素直にそう思った。この仕事をやっていて間違いなくいちばんの歓びは元気な卒業生を見ることだ。

彼の学生生活が充実していることは、彼の表情を見たら、わかる。精気が漲っているからだ。現実に満足している若者だけが発することを許される英気のようなものを今の上田は発散している。

「いい場所にいるな、って思えるんです」
「いいねぇ」
僕は彼の語りを聴きながら、同じことしか言えない。
「第一志望ではなかったけど、本当に京産で良かったって思えるんです」
「うんうん」
「いい友達がいて、部活が愉しくて」
「うんうん」
「今年は就職活動もあるからたいへんですけど」
「うん」
「たいへんですけど、でも本当にすべてが愉しいんです」
上田の横顔を見た。彼は柔らかい笑みを湛えて、双眸はまっすぐ前を向いていた。
「あのさ、今あなたが俺に聞かせてくれたような話をさ、あなたはお母さんにする?」

上田のお母さんはシングルだ。詳述はしないが、たいへんな仕事をなさっている。というか、今のご時世、たいへんじゃないお母さん(お父さん)なんて、稀有だろうけど。

「しません」
即答して上田が笑った。そんなのするわけないじゃないですか、と彼の目は言っていた。
「機会があったら、してあげな。きっとさ、お母さん、頑張ってよかったと思うはずだよ?」
「そんなもんですか?」
「俺は親になったことがないからわからんけどさ、でも、頑張ってよかった、って思うよ、きっと。明日も頑張るぞ、ってエナジーが湧いてくるんちゃうかな」

少なくとも、である。我が子に「大学生活、つまらん。もっと行きたい大学あったのに」などとほざかれるよりは51億倍くらい、あなたのお母さんはしあわせなんじゃないか。僕はそう言い足した。上田はニコニコと笑っていた。
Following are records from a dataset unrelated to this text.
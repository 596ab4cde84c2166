//! # pdf-qa
//!
//! Ask questions about one PDF at a time.
//!
//! A PDF is extracted to markdown (plus its figures), split into
//! header-aware chunks, and indexed either densely (embedding vectors) or
//! sparsely (TF-IDF). Each question is first triaged by the LLM: questions
//! naming a specific figure are answered from that figure's stored
//! description, everything else is answered from the best-matching chunks.
//! Every external call has a degraded path, so a question always gets an
//! answer and the evidence it was grounded on.
//!
//! ## Architecture
//!
//! ```text
//! ┌───────────┐   ┌──────────┐   ┌──────────────────┐
//! │  Extract  │──▶│  Chunk   │──▶│  Index           │
//! │ text/OCR  │   │ headers  │   │ dense | TF-IDF   │
//! └─────┬─────┘   └──────────┘   └────────┬─────────┘
//!       │ images/                         │
//!       ▼                                 ▼
//! ┌───────────┐   ┌──────────┐   ┌──────────────────┐
//! │  Catalog  │◀──│  Router  │──▶│  Retrieve        │
//! │ + vision  │   │ (LLM)    │   │ top-k / fallback │
//! └─────┬─────┘   └──────────┘   └────────┬─────────┘
//!       └──────────────┬──────────────────┘
//!                      ▼
//!               ┌────────────┐      ┌──────────────┐
//!               │  Answer    │─────▶│  LLM Gateway │
//!               └────────────┘      └──────────────┘
//! ```
//!
//! ## Quick Start
//!
//! ```bash
//! pdfqa ingest paper.pdf                  # extract, chunk, index
//! pdfqa ask "What dataset is used?"       # grounded text answer
//! pdfqa ask "第2页的第1张图是什么？"         # figure answer
//! pdfqa summary
//! pdfqa serve                             # JSON HTTP API
//! ```
//!
//! ## Modules
//!
//! | Module | Purpose |
//! |--------|---------|
//! | [`config`] | TOML configuration parsing |
//! | [`models`] | Core data types |
//! | [`error`] | Pipeline error taxonomy |
//! | [`extract`] | PDF → markdown bundle extraction |
//! | [`describe`] | Vision-model figure descriptions |
//! | [`images`] | Figure catalog and description sidecar |
//! | [`chunk`] | Header-aware markdown chunking |
//! | [`embedding`] | Embedding provider abstraction |
//! | [`store`] | In-memory vector store |
//! | [`tfidf`] | TF-IDF vectorizer |
//! | [`index`] | Dense / sparse index construction |
//! | [`keywords`] | Keyword extraction for fallback retrieval |
//! | [`retrieve`] | Top-k retrieval with fallbacks |
//! | [`gateway`] | LLM provider gateway with offline fallback |
//! | [`router`] | Image-question routing |
//! | [`answer`] | Prompt assembly and answers |
//! | [`workspace`] | On-disk document state |
//! | [`session`] | The loaded document and query flow |
//! | [`server`] | JSON HTTP server |
//! | [`http`] | Shared JSON POST with retry |

pub mod answer;
pub mod chunk;
pub mod config;
pub mod describe;
pub mod embedding;
pub mod error;
pub mod extract;
pub mod gateway;
pub mod http;
pub mod images;
pub mod index;
pub mod keywords;
pub mod models;
pub mod retrieve;
pub mod router;
pub mod server;
pub mod session;
pub mod store;
pub mod tfidf;
pub mod workspace;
駅が近づいてきた。醍醐駅近くの遊歩道。両サイドと前方には、集合住宅が幾棟も並んでいる。まだ22時前だから、たくさんの部屋にはオレンジ色や白の灯りが点っていた。電気が消えている部屋ももちろんある。もしかしたら、暗い部屋で五年前の上田のように布団にくるまって、己の未来に絶望している不登校児もいるのかも知れない……と考えたのは職業病ってやつか。


上田を地下の改札まで送った。
「お疲れ様でした」
と上田が言って微笑む。
「お疲れ様」
言って、彼と別れ、逆側の出口から再び地上へ出て、目当てのコンビニへ。
僕の前に並んでいたビジネスパーソン風の若い女性はカゴに缶ハイボールを一本とサラダらしきものを入れていた。その一人前の僕と同世代と思しき中年男は日刊ゲンダイと缶ビールを両手にぶら下げている。
僕はトートバックから電気代の振込票を取り出し、やがて順番が回ってきて、それを払いおえると、何も買わずに店を出た。駐車場の真上には、月ひとしずく。